Cristobal Villalobos Salas | Lunes 22 de julio de 2013
Enrico Letta, primer ministro italiano desde recientes fechas, publicó una carta en el diario “La Stampa”, como respuesta a la misiva de un lector de este histórico medio italiano, en la que pedía disculpas a la juventud italiana por verse obligada a emigrar fuera de las fronteras transalpinas a causa de la crisis y la recesión económica.
La carta, que no sirve en sí misma para absolutamente nada, es sin embargo un bonito gesto que, a pesar de pasar desapercibido en la prensa española, me ha llamado la atención.
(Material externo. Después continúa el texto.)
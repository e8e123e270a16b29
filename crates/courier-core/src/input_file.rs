//! File references used by send methods.

use std::fmt;
use std::path::{Path, PathBuf};

use bytes::Bytes;
use serde::{Deserialize, Deserializer, Serialize, Serializer};

/// Prefix that marks a string as a local file locator.
pub const LOCAL_FILE_PREFIX: &str = "file://";

/// Prefix of a JSON value that points at a multipart part by name.
pub const ATTACH_PREFIX: &str = "attach://";

/// A file to send.
///
/// Remote identifiers and URLs are passed to the service as plain values;
/// local paths and in-memory data are uploaded as multipart parts.
///
/// ```rust
/// use courier_core::InputFile;
///
/// assert!(matches!(InputFile::parse("AgACAgIAAxk"), InputFile::Id(_)));
/// assert!(matches!(InputFile::parse("https://example.com/cat.png"), InputFile::Url(_)));
/// assert!(InputFile::parse("file:///tmp/cat.png").is_upload());
/// ```
#[derive(Clone, PartialEq, Eq)]
pub enum InputFile {
    /// A file already stored by the service.
    Id(String),
    /// An HTTP URL the service fetches itself.
    Url(String),
    /// A local file, read when the request body is built.
    Path(PathBuf),
    /// In-memory content with an explicit file name.
    Memory {
        /// Name reported for the uploaded part.
        file_name: String,
        /// File content.
        data: Bytes,
    },
}

impl InputFile {
    /// Classifies a string: `file://` prefix, then HTTP(S) URL, else remote id.
    pub fn parse(value: &str) -> Self {
        if let Some(path) = value.strip_prefix(LOCAL_FILE_PREFIX) {
            Self::Path(PathBuf::from(path))
        } else if value.starts_with("http://") || value.starts_with("https://") {
            Self::Url(value.to_string())
        } else {
            Self::Id(value.to_string())
        }
    }

    /// A remote file identifier.
    pub fn id(id: impl Into<String>) -> Self {
        Self::Id(id.into())
    }

    /// A URL for the service to download.
    pub fn url(url: impl Into<String>) -> Self {
        Self::Url(url.into())
    }

    /// A local file to upload.
    pub fn path(path: impl AsRef<Path>) -> Self {
        Self::Path(path.as_ref().to_path_buf())
    }

    /// In-memory content to upload.
    pub fn memory(file_name: impl Into<String>, data: impl Into<Bytes>) -> Self {
        Self::Memory {
            file_name: file_name.into(),
            data: data.into(),
        }
    }

    /// Returns `true` if the content must be uploaded as a multipart part.
    pub fn is_upload(&self) -> bool {
        matches!(self, Self::Path(_) | Self::Memory { .. })
    }

    /// Returns `true` for an empty identifier or URL.
    pub fn is_empty(&self) -> bool {
        match self {
            Self::Id(s) | Self::Url(s) => s.is_empty(),
            Self::Path(p) => p.as_os_str().is_empty(),
            Self::Memory { .. } => false,
        }
    }

    /// The plain value sent for remote references.
    pub fn as_reference(&self) -> Option<&str> {
        match self {
            Self::Id(s) | Self::Url(s) => Some(s),
            _ => None,
        }
    }

    /// The file name reported for an upload: the base name of a local path,
    /// or the explicit name of in-memory content.
    pub fn file_name(&self) -> Option<String> {
        match self {
            Self::Path(p) => p.file_name().map(|n| n.to_string_lossy().into_owned()),
            Self::Memory { file_name, .. } => Some(file_name.clone()),
            _ => None,
        }
    }
}

impl fmt::Debug for InputFile {
    fn fmt(&self, f: &mut fmt::Formatter<'_>) -> fmt::Result {
        match self {
            Self::Id(id) => f.debug_tuple("Id").field(id).finish(),
            Self::Url(url) => f.debug_tuple("Url").field(url).finish(),
            Self::Path(path) => f.debug_tuple("Path").field(path).finish(),
            Self::Memory { file_name, data } => f
                .debug_struct("Memory")
                .field("file_name", file_name)
                .field("len", &data.len())
                .finish(),
        }
    }
}

impl From<&str> for InputFile {
    fn from(value: &str) -> Self {
        Self::parse(value)
    }
}

impl From<String> for InputFile {
    fn from(value: String) -> Self {
        Self::parse(&value)
    }
}

impl From<PathBuf> for InputFile {
    fn from(value: PathBuf) -> Self {
        Self::Path(value)
    }
}

/// Remote references serialize as their string; uploads serialize as an
/// `attach://<name>` reference so that JSON-embedded media can point at a
/// supplementary part.
impl Serialize for InputFile {
    fn serialize<S: Serializer>(&self, serializer: S) -> Result<S::Ok, S::Error> {
        match self {
            Self::Id(s) | Self::Url(s) => serializer.serialize_str(s),
            other => {
                let name = other.file_name().unwrap_or_default();
                serializer.serialize_str(&format!("{ATTACH_PREFIX}{name}"))
            }
        }
    }
}

/// Strings decode through [`InputFile::parse`].
impl<'de> Deserialize<'de> for InputFile {
    fn deserialize<D: Deserializer<'de>>(deserializer: D) -> Result<Self, D::Error> {
        String::deserialize(deserializer).map(Self::from)
    }
}

#[cfg(test)]
mod tests {
    use super::*;

    #[test]
    fn parse_classifies_references() {
        assert_eq!(InputFile::parse("BQACAgIAAx"), InputFile::Id("BQACAgIAAx".into()));
        assert_eq!(
            InputFile::parse("http://example.com/a.jpg"),
            InputFile::Url("http://example.com/a.jpg".into())
        );
        assert_eq!(
            InputFile::parse("file:///var/data/report.pdf"),
            InputFile::Path(PathBuf::from("/var/data/report.pdf"))
        );
    }

    #[test]
    fn upload_file_name_uses_base_name() {
        let file = InputFile::path("/var/data/report.pdf");
        assert!(file.is_upload());
        assert_eq!(file.file_name().as_deref(), Some("report.pdf"));

        let mem = InputFile::memory("notes.txt", &b"hi"[..]);
        assert_eq!(mem.file_name().as_deref(), Some("notes.txt"));
        assert!(InputFile::id("abc").file_name().is_none());
    }

    #[test]
    fn serializes_references_as_strings() {
        let json = serde_json::to_string(&InputFile::url("https://x.org/a.png")).unwrap();
        assert_eq!(json, r#""https://x.org/a.png""#);

        let json = serde_json::to_string(&InputFile::memory("a.png", vec![1u8, 2])).unwrap();
        assert_eq!(json, r#""attach://a.png""#);
    }
}
//! Configuration error types.

use std::path::PathBuf;

use thiserror::Error;

/// Errors that can occur during configuration loading and validation.
#[derive(Error, Debug, Clone)]
pub enum ConfigError {
    /// File not found at the specified path.
    #[error("Configuration file not found: {0}")]
    FileNotFound(PathBuf),

    /// A source could not be parsed or extracted.
    #[error("Failed to parse configuration: {0}")]
    ParseError(String),

    /// Invalid configuration value.
    #[error("Invalid configuration: {message}")]
    ValidationError { message: String },

    /// Missing required field.
    #[error("Missing required configuration field: {field}")]
    MissingField { field: String },

    /// Invalid URL format.
    #[error("Invalid URL: {url} - {reason}")]
    InvalidUrl { url: String, reason: String },
}

impl ConfigError {
    /// Creates a validation error with the given message.
    pub fn validation(message: impl Into<String>) -> Self {
        Self::ValidationError {
            message: message.into(),
        }
    }

    /// Creates a missing field error.
    pub fn missing_field(field: impl Into<String>) -> Self {
        Self::MissingField {
            field: field.into(),
        }
    }

    /// Creates an invalid URL error.
    pub fn invalid_url(url: impl Into<String>, reason: impl Into<String>) -> Self {
        Self::InvalidUrl {
            url: url.into(),
            reason: reason.into(),
        }
    }
}

/// Result type for configuration operations.
pub type ConfigResult<T> = Result<T, ConfigError>;
use serde::{Deserialize, Serialize};

use super::ApiMethod;
use crate::types::{BotCommand, BotCommandScope, User};
use crate::Params;

/// `getMe`: the bot's own user.
#[derive(Debug, Clone, Default, PartialEq, Eq, Serialize, Deserialize, Params)]
pub struct GetMe {}

impl ApiMethod for GetMe {
    const NAME: &'static str = "getMe";
    type Output = User;
}

/// `setMyCommands`: replaces the command list for a scope and language.
#[derive(Debug, Clone, Default, PartialEq, Eq, Serialize, Deserialize, Params)]
pub struct SetMyCommands {
    pub commands: Vec<BotCommand>,
    #[serde(default, skip_serializing_if = "Option::is_none")]
    pub scope: Option<BotCommandScope>,
    #[serde(default, skip_serializing_if = "Option::is_none")]
    pub language_code: Option<String>,
}

impl SetMyCommands {
    pub fn new(commands: Vec<BotCommand>) -> Self {
        Self {
            commands,
            ..Self::default()
        }
    }
}

impl ApiMethod for SetMyCommands {
    const NAME: &'static str = "setMyCommands";
    type Output = bool;
}

/// `getMyCommands`.
#[derive(Debug, Clone, Default, PartialEq, Eq, Serialize, Deserialize, Params)]
pub struct GetMyCommands {
    #[serde(default, skip_serializing_if = "Option::is_none")]
    pub scope: Option<BotCommandScope>,
    #[serde(default, skip_serializing_if = "Option::is_none")]
    pub language_code: Option<String>,
}

impl ApiMethod for GetMyCommands {
    const NAME: &'static str = "getMyCommands";
    type Output = Vec<BotCommand>;
}

/// `deleteMyCommands`: falls back to the next broader scope.
#[derive(Debug, Clone, Default, PartialEq, Eq, Serialize, Deserialize, Params)]
pub struct DeleteMyCommands {
    #[serde(default, skip_serializing_if = "Option::is_none")]
    pub scope: Option<BotCommandScope>,
    #[serde(default, skip_serializing_if = "Option::is_none")]
    pub language_code: Option<String>,
}

impl ApiMethod for DeleteMyCommands {
    const NAME: &'static str = "deleteMyCommands";
    type Output = bool;
}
Enrico Letta, del que reconozco mi ignorancia con respecto a su política, a simple vista destaca por un par de cosas que, como español, me causan una sana envidia.
En primer lugar, Letta es el líder de un ejecutivo de coalición entre la centroizquierda, de la que él no era el líder, y la derecha de Berlusconi, un pacto propiciado por Giorgio Napolitano, jefe del Estado italiano, con el fin de superar la ingobernabilidad salida de las últimas elecciones al parlamento.
En segundo lugar, el político italiano ha entonado, como ya hemos comentado, un mea culpa “en nombre de la clase política” que aquí suena tanto a chino como el consenso entre los dos grandes partidos nacionales que hoy, sin duda con un afán cosmético, empiezan a hablar de pactos.
La carta publicada en “La Stampa”, la que ha provocado las disculpas del primer ministro, hablaba de un “país moribundo, sin esperanza y sin futuro”, en el que los amigos del lector que firma el texto han tenido que marcharse para poder ganarse la vida. Letta recoge el guante en el número siguiente del diario: pide perdón a los jóvenes, en nombre de todos los políticos, y de sus antecesores en el cargo, y promete agilizar el mercado laboral para luchar contra esta lacra que, en Italia, con un 12% de paro, está aún bien lejos de nuestra dramática situación pero que, por el contrario, parece que les duele más que a nosotros.
Mientras, en España, país del eufemismo y la falta de responsabilidad, los políticos se ponen de acuerdo en Andalucía sólo para subirse las dietas, luego han tenido que rectificar para esperar a una fecha más propicia, y González Pons, ese portavoz de club náutico, insulta a la inteligencia de la ciudadanía por pura torpeza: “No podemos decir que trabajar en la UE es trabajar en el extranjero”. Queda claro, también, que no podemos decir que ser político en la UE sea lo mismo que serlo en España.